La intervención del Defensor del Pueblo evitó que una mujer abandonada fuera dada de alta del Hospital Tomás Casas tras 220 días internada.
Según la institución, el caso generó un diálogo interinstitucional con las autoridades del centro médico y el Consejo Nacional para Personas con Discapacidad (Conapdis) para analizar la situación médica, social y jurídica de la residente, quien según sus antecedentes padece discapacidad y delicadas condiciones de salud.

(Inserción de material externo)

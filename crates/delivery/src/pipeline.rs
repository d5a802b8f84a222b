//! Lead submission pipeline.
//!
//! One submission moves through Capturing → Sending and ends in a
//! terminal outcome. The capture leg is best effort; the text message is
//! the lead of record. There is never an automatic retry: a failed
//! submission returns to idle and the customer decides whether to try
//! again.

use renderer::{capture, RenderSurface, Snapshot};

use crate::error::DeliveryError;
use crate::lead::{validate_contact, ConfigSnapshot, Contact, LeadPayload};
use crate::relay_client::RelayTransport;
use crate::IMAGE_BYTE_CEILING;

/// Where a Degraded outcome came from.
#[derive(Debug, Clone, Copy, PartialEq, Eq)]
pub enum DegradeReason {
    /// The render surface failed to produce a frame.
    CaptureFailed,
    /// The encoded snapshot was over [`IMAGE_BYTE_CEILING`] and was not
    /// attached.
    ImageTooLarge,
    /// The relay accepted the lead but could not deliver the image.
    ImageDeliveryFailed,
}

/// Terminal result of one submission.
#[derive(Debug, Clone, PartialEq, Eq)]
pub enum SubmissionOutcome {
    /// Text delivered, and the image too when one was attached.
    Delivered,
    /// Text delivered; the supplementary image was not.
    Degraded(DegradeReason),
    /// Nothing reached the sales channel.
    Failed(DeliveryError),
}

impl SubmissionOutcome {
    pub fn lead_reached_sales(&self) -> bool {
        !matches!(self, SubmissionOutcome::Failed(_))
    }
}

pub struct LeadPipeline<T> {
    relay: T,
    page_url: String,
    /// Held for the whole of `submit`. A driver that parks the
    /// pipeline between frames (UI shell, async runtime) reads it
    /// through [`is_in_flight`](Self::is_in_flight) and hits the
    /// guard in `submit` if it starts a second submission anyway.
    in_flight: bool,
}

impl<T: RelayTransport> LeadPipeline<T> {
    pub fn new(relay: T, page_url: impl Into<String>) -> Self {
        LeadPipeline { relay, page_url: page_url.into(), in_flight: false }
    }

    /// True while a submission is between start and terminal outcome;
    /// the form above this disables its submit control on it.
    pub fn is_in_flight(&self) -> bool {
        self.in_flight
    }

    /// Run one full submission: capture (if a surface is given), then
    /// validate and send. Synchronous; returns only at a terminal
    /// outcome.
    pub fn submit(
        &mut self,
        contact: &Contact,
        config: &ConfigSnapshot,
        surface: Option<&mut dyn RenderSurface>,
    ) -> SubmissionOutcome {
        if self.in_flight {
            return SubmissionOutcome::Failed(DeliveryError::AlreadyInFlight);
        }
        self.in_flight = true;

        let snapshot = match surface {
            Some(surface) => match capture(surface) {
                Ok(snapshot) => Ok(Some(snapshot)),
                Err(err) => {
                    log::warn!("snapshot capture failed, submitting without image: {err}");
                    Err(())
                }
            },
            None => Ok(None),
        };

        let outcome = match snapshot {
            Ok(snapshot) => self.deliver(contact, config, snapshot),
            // Capture was wanted but failed: still send the text.
            Err(()) => match self.deliver(contact, config, None) {
                SubmissionOutcome::Delivered => {
                    SubmissionOutcome::Degraded(DegradeReason::CaptureFailed)
                }
                other => other,
            },
        };

        self.in_flight = false;
        outcome
    }

    /// The Sending stage, split out so tests can feed a fabricated
    /// snapshot instead of rendering one.
    pub fn deliver(
        &self,
        contact: &Contact,
        config: &ConfigSnapshot,
        snapshot: Option<Snapshot>,
    ) -> SubmissionOutcome {
        // Validation gates all network traffic.
        if let Err(err) = validate_contact(contact) {
            return SubmissionOutcome::Failed(err);
        }

        let mut oversized = false;
        let attached = snapshot.as_ref().and_then(|snap| {
            if snap.byte_len() > IMAGE_BYTE_CEILING {
                log::info!(
                    "snapshot of {} bytes exceeds the {} byte ceiling, sending text only",
                    snap.byte_len(),
                    IMAGE_BYTE_CEILING
                );
                oversized = true;
                None
            } else {
                Some(snap.to_data_uri())
            }
        });
        let had_image = attached.is_some();

        let payload = LeadPayload {
            contact: contact.clone(),
            config: config.clone(),
            page_url: self.page_url.clone(),
            snapshot: attached,
        };

        match self.relay.submit(&payload) {
            Ok(ack) if ack.ok => {
                if had_image && ack.image_delivered == Some(false) {
                    SubmissionOutcome::Degraded(DegradeReason::ImageDeliveryFailed)
                } else if oversized {
                    SubmissionOutcome::Degraded(DegradeReason::ImageTooLarge)
                } else {
                    SubmissionOutcome::Delivered
                }
            }
            Ok(_) => SubmissionOutcome::Failed(DeliveryError::UnexpectedStatus(200)),
            Err(err) => SubmissionOutcome::Failed(err),
        }
    }
}

#[cfg(test)]
mod tests {
    use super::*;
    use crate::relay_client::RelayAck;
    use std::cell::RefCell;

    struct RecordingRelay {
        calls: RefCell<Vec<LeadPayload>>,
        reply: Result<RelayAck, DeliveryError>,
    }

    impl RecordingRelay {
        fn ok() -> Self {
            RecordingRelay {
                calls: RefCell::new(Vec::new()),
                reply: Ok(RelayAck { ok: true, image_delivered: None }),
            }
        }

        fn replying(reply: Result<RelayAck, DeliveryError>) -> Self {
            RecordingRelay { calls: RefCell::new(Vec::new()), reply }
        }
    }

    impl RelayTransport for &RecordingRelay {
        fn submit(&self, payload: &LeadPayload) -> Result<RelayAck, DeliveryError> {
            self.calls.borrow_mut().push(payload.clone());
            self.reply.clone()
        }
    }

    fn contact() -> Contact {
        Contact {
            full_name: "Ana Petrova".into(),
            phone: "+34 600 000 000".into(),
            email: None,
        }
    }

    fn config() -> ConfigSnapshot {
        ConfigSnapshot::default()
    }

    fn snapshot_of(len: usize) -> Snapshot {
        Snapshot { bytes: vec![0u8; len], width: 1024, height: 576 }
    }

    #[test]
    fn missing_phone_fails_before_any_network_call() {
        let relay = RecordingRelay::ok();
        let pipeline = LeadPipeline::new(&relay, "https://courts.example.io/");
        let bad = Contact { full_name: "Ana".into(), phone: String::new(), email: None };

        let outcome = pipeline.deliver(&bad, &config(), None);
        assert_eq!(
            outcome,
            SubmissionOutcome::Failed(DeliveryError::Validation { missing: vec!["phone"] })
        );
        assert!(relay.calls.borrow().is_empty());
    }

    #[test]
    fn text_only_submission_is_delivered() {
        let relay = RecordingRelay::ok();
        let pipeline = LeadPipeline::new(&relay, "https://courts.example.io/");

        let outcome = pipeline.deliver(&contact(), &config(), None);
        assert_eq!(outcome, SubmissionOutcome::Delivered);
        let calls = relay.calls.borrow();
        assert_eq!(calls.len(), 1);
        assert!(calls[0].snapshot.is_none());
        assert_eq!(calls[0].page_url, "https://courts.example.io/");
    }

    #[test]
    fn oversized_snapshot_degrades_instead_of_failing() {
        let relay = RecordingRelay::ok();
        let pipeline = LeadPipeline::new(&relay, "https://courts.example.io/");

        let outcome = pipeline.deliver(&contact(), &config(), Some(snapshot_of(9 * 1024 * 1024)));
        assert_eq!(outcome, SubmissionOutcome::Degraded(DegradeReason::ImageTooLarge));
        // The text still went out, without the image.
        let calls = relay.calls.borrow();
        assert_eq!(calls.len(), 1);
        assert!(calls[0].snapshot.is_none());
    }

    #[test]
    fn snapshot_under_the_ceiling_is_attached() {
        let relay = RecordingRelay::replying(Ok(RelayAck {
            ok: true,
            image_delivered: Some(true),
        }));
        let pipeline = LeadPipeline::new(&relay, "https://courts.example.io/");

        let outcome = pipeline.deliver(&contact(), &config(), Some(snapshot_of(64 * 1024)));
        assert_eq!(outcome, SubmissionOutcome::Delivered);
        let calls = relay.calls.borrow();
        let uri = calls[0].snapshot.as_deref().unwrap();
        assert!(uri.starts_with("data:image/jpeg;base64,"));
    }

    #[test]
    fn relay_reporting_image_failure_degrades() {
        let relay = RecordingRelay::replying(Ok(RelayAck {
            ok: true,
            image_delivered: Some(false),
        }));
        let pipeline = LeadPipeline::new(&relay, "https://courts.example.io/");

        let outcome = pipeline.deliver(&contact(), &config(), Some(snapshot_of(1024)));
        assert_eq!(outcome, SubmissionOutcome::Degraded(DegradeReason::ImageDeliveryFailed));
    }

    #[test]
    fn relay_errors_surface_as_failed() {
        let relay = RecordingRelay::replying(Err(DeliveryError::OriginForbidden));
        let pipeline = LeadPipeline::new(&relay, "https://courts.example.io/");

        let outcome = pipeline.deliver(&contact(), &config(), None);
        assert_eq!(outcome, SubmissionOutcome::Failed(DeliveryError::OriginForbidden));
    }

    #[test]
    fn submit_is_rejected_while_one_is_in_flight() {
        let relay = RecordingRelay::ok();
        let mut pipeline = LeadPipeline::new(&relay, "https://courts.example.io/");
        pipeline.in_flight = true;

        let outcome = pipeline.submit(&contact(), &config(), None);
        assert_eq!(outcome, SubmissionOutcome::Failed(DeliveryError::AlreadyInFlight));
        assert!(relay.calls.borrow().is_empty());
        // The rejected call must not clear the running submission's flag.
        assert!(pipeline.is_in_flight());
    }

    #[test]
    fn capture_failure_still_sends_the_text() {
        let relay = RecordingRelay::ok();
        let mut pipeline = LeadPipeline::new(&relay, "https://courts.example.io/");
        let mut broken = || -> anyhow::Result<image::RgbaImage> { Err(anyhow::anyhow!("surface lost")) };

        let outcome = pipeline.submit(&contact(), &config(), Some(&mut broken));
        assert_eq!(outcome, SubmissionOutcome::Degraded(DegradeReason::CaptureFailed));
        assert_eq!(relay.calls.borrow().len(), 1);
        assert!(!pipeline.is_in_flight());
    }
}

“Si bien contaba con el alta médica, debido a la falta de una red familiar funcional y la presencia de factores de riesgo en su entorno, se identificó la necesidad de mantener su hospitalización como medida de protección social.
“Durante la reunión se explicó que liberarla sin el acompañamiento adecuado la colocaría en una situación de extremo peligro, con riesgo para su integridad física y su vida, al ser limitada su capacidad de decisión y autocuidado”, dijo la Defensoría del Pueblo.
Por ello, las autoridades concluyeron que, a pesar del reconocimiento de la autonomía personal como principio rector en materia de discapacidad, en situaciones de alta complejidad es necesario, excepcionalmente, valorar la existencia de un peligro real, cierto y debidamente comprobado para la vida, la integridad física o la salud de la persona.
En este contexto, la Defensoría del Pueblo negoció con Conapdis la urgente necesidad de presentar una medida de protección ante el tribunal competente para aprobar la liberación de la residente y su colocación en un centro residencial alternativo adecuado e iniciar el procedimiento de protección correspondiente.
“El Juzgado de lo Civil, Laboral, Familiar y Penal Juvenil contra la Violencia Intrafamiliar y Protección Preventiva de Osa aceptó la medida solicitada. En consecuencia, Conapdis coordinó con el Centro Hospitalario el traslado de la residente a un hogar residencial en la zona de Pérez Zeledón, asegurando así una respuesta institucional encaminada a la protección integral de sus derechos humanos”, dijo la institución.
Las autoridades dijeron que este traslado ya se había realizado “para garantizar su plena protección y calidad de vida”.